The Saplings Program is known for its rich program of early learning skills for pre-schoolers and for being a ton of fun. The staff is highly qualified and the activities include a lot of individual attention and hands-on projects. You can access the program according to your own schedule and free transportation may be available.
There is much more detail on the web at www.birchgroveschool.com. The phone contact for more information is again Sara Silence at 663-0170.
The skating rink at Birch Grove Community Center is up and running. Volunteers have been flooding this week and expect the ice to be in great shape. There are also nice rinks at Bluefin Bay and Surfside Resort in Tofte. All the rinks have new tools that act like small Zambonis, making for extra smooth ice.
I attended a meeting in Tofte last week and from where I was sitting I could see the Bluefin ice rink. A teenaged girl arrived at the rink, took off her skate guards and glided out on the ice. I was pleasantly surprised when she started through a routine that wouldn’t have been out of place in the Olympic trials, including toe loops, Salchows, flips and spins. I was all the more impressed because it was about 15 below zero at the time. She did retreat to the guest services building after about 15 minutes, presumably to warm up her toes and fingers.
Last week’s cold snap provoked the usual joking comments. My favorite was a Facebook post that said, “the air makes my face hurt. Why do I live in a place where the air makes my face hurt?”
That said, the talk among my fellow old-timers was how much colder it was back in the old days. Not only did we walk three mile to school, uphill both ways through six-foot snowdrifts, but also we had to tolerate temperatures that regularly went south of 40 degrees below zero.
Seriously though, I remember multiple occasions in the 1960s when our propane stopped flowing, which only happens when the temperature reaches about 42 below. As recently as February of 1996 we recorded an unofficial 62 below here at Sawbill.
Back in 1979, I went for a night ski up Sawbill Lake when the thermometer stood at 57 below. I overdressed and had to open my Air Force surplus parka to cool off. When I stopped for a stargazing break, the snaps on the parka would not re-snap.

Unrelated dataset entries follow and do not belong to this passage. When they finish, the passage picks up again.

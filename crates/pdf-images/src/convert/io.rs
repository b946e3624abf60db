//! Output file handling

use lopdf::Document;
use sha2::{Digest, Sha256};
use std::path::{Path, PathBuf};

use crate::types::*;

/// Directory created under the documents folder for generated files
const OUTPUT_DIR_NAME: &str = "imgtopdf";
const FALLBACK_STEM: &str = "images";

/// Save the assembled document
pub async fn save_pdf(mut doc: Document, path: impl AsRef<Path>) -> Result<()> {
    let path = path.as_ref().to_owned();
    let bytes = tokio::task::spawn_blocking(move || {
        let mut writer = Vec::new();
        doc.save_to(&mut writer)?;
        Ok::<_, ConvertError>(writer)
    })
    .await??;
    tokio::fs::write(&path, bytes).await?;
    Ok(())
}

/// Decide where the PDF for `inputs` is written.
///
/// An explicit path is used as given, with its parent directory created. The
/// default is `<documents>/imgtopdf/<stem>-<digest>.pdf`, where the stem comes
/// from the first input and the digest from all input paths; a numeric suffix
/// is added until the name is unused.
pub async fn resolve_output_path(explicit: Option<&Path>, inputs: &[PathBuf]) -> Result<PathBuf> {
    if let Some(path) = explicit {
        if let Some(parent) = path.parent().filter(|p| !p.as_os_str().is_empty()) {
            tokio::fs::create_dir_all(parent).await?;
        }
        return Ok(path.to_path_buf());
    }

    let dir = default_output_dir(inputs);
    tokio::fs::create_dir_all(&dir).await?;

    let stem = inputs
        .first()
        .and_then(|path| path.file_stem())
        .map(|stem| stem.to_string_lossy().into_owned())
        .filter(|stem| !stem.is_empty())
        .unwrap_or_else(|| FALLBACK_STEM.to_string());
    let base = format!("{}-{}", stem, input_digest(inputs));

    let mut candidate = dir.join(format!("{}.pdf", base));
    let mut counter = 1;
    while tokio::fs::try_exists(&candidate).await? {
        candidate = dir.join(format!("{}-{}.pdf", base, counter));
        counter += 1;
    }

    log::debug!("Resolved output path {}", candidate.display());
    Ok(candidate)
}

fn default_output_dir(inputs: &[PathBuf]) -> PathBuf {
    let documents = directories::UserDirs::new()
        .and_then(|dirs| dirs.document_dir().map(Path::to_path_buf));

    match documents {
        Some(dir) => dir.join(OUTPUT_DIR_NAME),
        None => {
            // No documents folder (headless systems): write next to the input
            let parent = inputs
                .first()
                .and_then(|path| path.parent())
                .filter(|p| !p.as_os_str().is_empty())
                .map(Path::to_path_buf)
                .unwrap_or_else(|| PathBuf::from("."));
            parent.join(OUTPUT_DIR_NAME)
        }
    }
}

/// First eight hex digits of a SHA-256 over the input paths
fn input_digest(inputs: &[PathBuf]) -> String {
    let mut hasher = Sha256::new();
    for path in inputs {
        hasher.update(path.to_string_lossy().as_bytes());
        hasher.update([0u8]);
    }
    hasher
        .finalize()
        .iter()
        .take(4)
        .map(|byte| format!("{:02x}", byte))
        .collect()
}
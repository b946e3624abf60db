use crate::options::ConversionOptions;
use crate::types::*;

/// Calculate page counts for converting `image_count` images
pub fn calculate_statistics(
    image_count: usize,
    options: &ConversionOptions,
) -> Result<ConversionStatistics> {
    options.validate()?;

    if image_count == 0 {
        return Err(ConvertError::EmptyInput(
            "No input files provided.".to_string(),
        ));
    }

    let images_per_page = options.page_capacity();
    let pages = image_count.div_ceil(images_per_page);
    let last_page_images = image_count - (pages - 1) * images_per_page;

    Ok(ConversionStatistics {
        images: image_count,
        images_per_page,
        pages,
        last_page_images,
    })
}
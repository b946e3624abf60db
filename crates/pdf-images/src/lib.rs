pub mod convert;
pub mod layout;
mod options;
mod resample;
mod stats;
mod types;
pub mod units;

pub use convert::{
    CancellationToken, ConversionController, ImageFileInfo, ProgressSender, ProgressUpdate,
    convert, inspect_files, is_supported,
};
pub use layout::{
    ImageFit, Page, PlacedImage, Rect, ResolvedGrid, Size, fit_image, paginate, plan_pages,
    resolve_grid, resolve_page_size, tighten_grid,
};
pub use options::*;
pub use resample::{ResamplePlan, plan_resample};
pub use stats::calculate_statistics;
pub use types::*;
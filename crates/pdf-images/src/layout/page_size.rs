//! Page size resolution

use crate::options::ConversionOptions;
use crate::types::{ConvertError, PageSizePreset, Result, SourceImage};
use crate::units::{check_resolution, in_to_pt, mm_to_in, px_to_in};

use super::Size;

/// A4 portrait in inches, used for missing custom dimensions
const DEFAULT_CUSTOM_SIZE_IN: (f32, f32) = (8.27, 11.69);

/// Resolve a page size selection to points.
///
/// # Arguments
/// * `preset` - The selected page size
/// * `custom_width_mm` / `custom_height_mm` - Dimensions for `Custom`; a
///   missing dimension falls back to A4
/// * `image_px` - (width, height) in pixels of the image on the page, required
///   for `Original`
/// * `resolution` - Pixels per inch used to size `Original` pages
pub fn resolve_page_size(
    preset: PageSizePreset,
    custom_width_mm: Option<f32>,
    custom_height_mm: Option<f32>,
    image_px: Option<(u32, u32)>,
    resolution: Option<f32>,
) -> Result<Size> {
    let (width_in, height_in) = match preset {
        PageSizePreset::Custom => (
            custom_dimension_in(custom_width_mm, DEFAULT_CUSTOM_SIZE_IN.0, "width")?,
            custom_dimension_in(custom_height_mm, DEFAULT_CUSTOM_SIZE_IN.1, "height")?,
        ),
        PageSizePreset::Original => {
            let (width_px, height_px) = image_px.ok_or_else(|| {
                ConvertError::Config("Original page size requires image dimensions".to_string())
            })?;
            let ppi = resolution.ok_or_else(|| {
                ConvertError::Config("Original page size requires a resolution".to_string())
            })?;
            let ppi = check_resolution(ppi)?;
            (px_to_in(width_px, ppi)?, px_to_in(height_px, ppi)?)
        }
        fixed => fixed.dimensions_in().unwrap_or(DEFAULT_CUSTOM_SIZE_IN),
    };

    Ok(Size::new(in_to_pt(width_in), in_to_pt(height_in)))
}

/// Page size for the page carrying `image`, per the options
pub fn page_size_for(options: &ConversionOptions, image: &SourceImage) -> Result<Size> {
    resolve_page_size(
        options.page_size,
        options.custom_width_mm,
        options.custom_height_mm,
        Some((image.width, image.height)),
        Some(options.page_resolution(image)),
    )
}

/// Page size for presets that do not depend on the image
pub fn fixed_page_size(options: &ConversionOptions) -> Result<Size> {
    resolve_page_size(
        options.page_size,
        options.custom_width_mm,
        options.custom_height_mm,
        None,
        None,
    )
}

fn custom_dimension_in(mm: Option<f32>, default_in: f32, name: &str) -> Result<f32> {
    match mm {
        None => Ok(default_in),
        Some(mm) if mm.is_finite() && mm > 0.0 => Ok(mm_to_in(mm)),
        Some(mm) => Err(ConvertError::Config(format!(
            "Custom page {} must be a positive number of millimeters, got {}",
            name, mm
        ))),
    }
}

#[cfg(test)]
mod tests {
    use super::*;

    fn assert_size(size: Size, width: f32, height: f32) {
        assert!(
            (size.width - width).abs() < 0.01 && (size.height - height).abs() < 0.01,
            "expected {}x{}, got {}x{}",
            width,
            height,
            size.width,
            size.height
        );
    }

    #[test]
    fn test_preset_sizes() {
        let a4 = resolve_page_size(PageSizePreset::A4, None, None, None, None).unwrap();
        assert_size(a4, 595.44, 841.68);

        let a3 = resolve_page_size(PageSizePreset::A3, None, None, None, None).unwrap();
        assert_size(a3, 841.68, 1190.88);

        let letter = resolve_page_size(PageSizePreset::Letter, None, None, None, None).unwrap();
        assert_size(letter, 612.0, 792.0);

        let legal = resolve_page_size(PageSizePreset::Legal, None, None, None, None).unwrap();
        assert_size(legal, 612.0, 1008.0);
    }

    #[test]
    fn test_custom_size() {
        let size =
            resolve_page_size(PageSizePreset::Custom, Some(254.0), Some(127.0), None, None)
                .unwrap();
        assert_size(size, 720.0, 360.0);

        // Missing dimensions fall back to A4
        let size = resolve_page_size(PageSizePreset::Custom, None, None, None, None).unwrap();
        assert_size(size, 595.44, 841.68);

        let size =
            resolve_page_size(PageSizePreset::Custom, Some(254.0), None, None, None).unwrap();
        assert_size(size, 720.0, 841.68);
    }

    #[test]
    fn test_custom_size_rejects_non_positive() {
        assert!(resolve_page_size(PageSizePreset::Custom, Some(0.0), None, None, None).is_err());
        assert!(
            resolve_page_size(PageSizePreset::Custom, None, Some(-10.0), None, None).is_err()
        );
    }

    #[test]
    fn test_original_size() {
        let size = resolve_page_size(
            PageSizePreset::Original,
            None,
            None,
            Some((3000, 2000)),
            Some(300.0),
        )
        .unwrap();
        assert_size(size, 720.0, 480.0);
    }

    #[test]
    fn test_original_requires_image_and_resolution() {
        assert!(
            resolve_page_size(PageSizePreset::Original, None, None, None, Some(300.0)).is_err()
        );
        assert!(
            resolve_page_size(PageSizePreset::Original, None, None, Some((10, 10)), None).is_err()
        );
        assert!(
            resolve_page_size(PageSizePreset::Original, None, None, Some((10, 10)), Some(0.0))
                .is_err()
        );
    }

    #[test]
    fn test_page_size_for_uses_fallback_resolution() {
        let options = ConversionOptions {
            page_size: PageSizePreset::Original,
            ..Default::default()
        };
        let image = SourceImage::new(600, 300, None);
        let size = page_size_for(&options, &image).unwrap();
        // 300 ppi fallback: 2in x 1in
        assert_size(size, 144.0, 72.0);
    }
}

So I guess the consensus among us old-timers is “buck up! Things could be worse.”
While on the subject of climate, a group of researchers is working along the North Shore to catalog the changes that are occurring due to climate change and make recommendations on what can be done to accommodate those changes in the future.
I recently participated in a focus group where residents up and down the shore were asked to list changes that are already happening due to a warming climate.
The list was surprisingly long, including, among others, changing forest types, low and high water levels, hundred year floods happening every few years, increased snow-making requirements at the ski hill, new designs for highway and storm sewer drainage, longer boating and canoeing seasons, disappearing moose, invasions by raccoons and wood ticks, and the list goes on.
Like the frog in the gradually heated pot of water, I hadn’t realized how much has already changed. Unlike the metaphoric frog, we don’t really have the choice of hopping out of our pot, so we better start thinking hard about how we turn down the heat.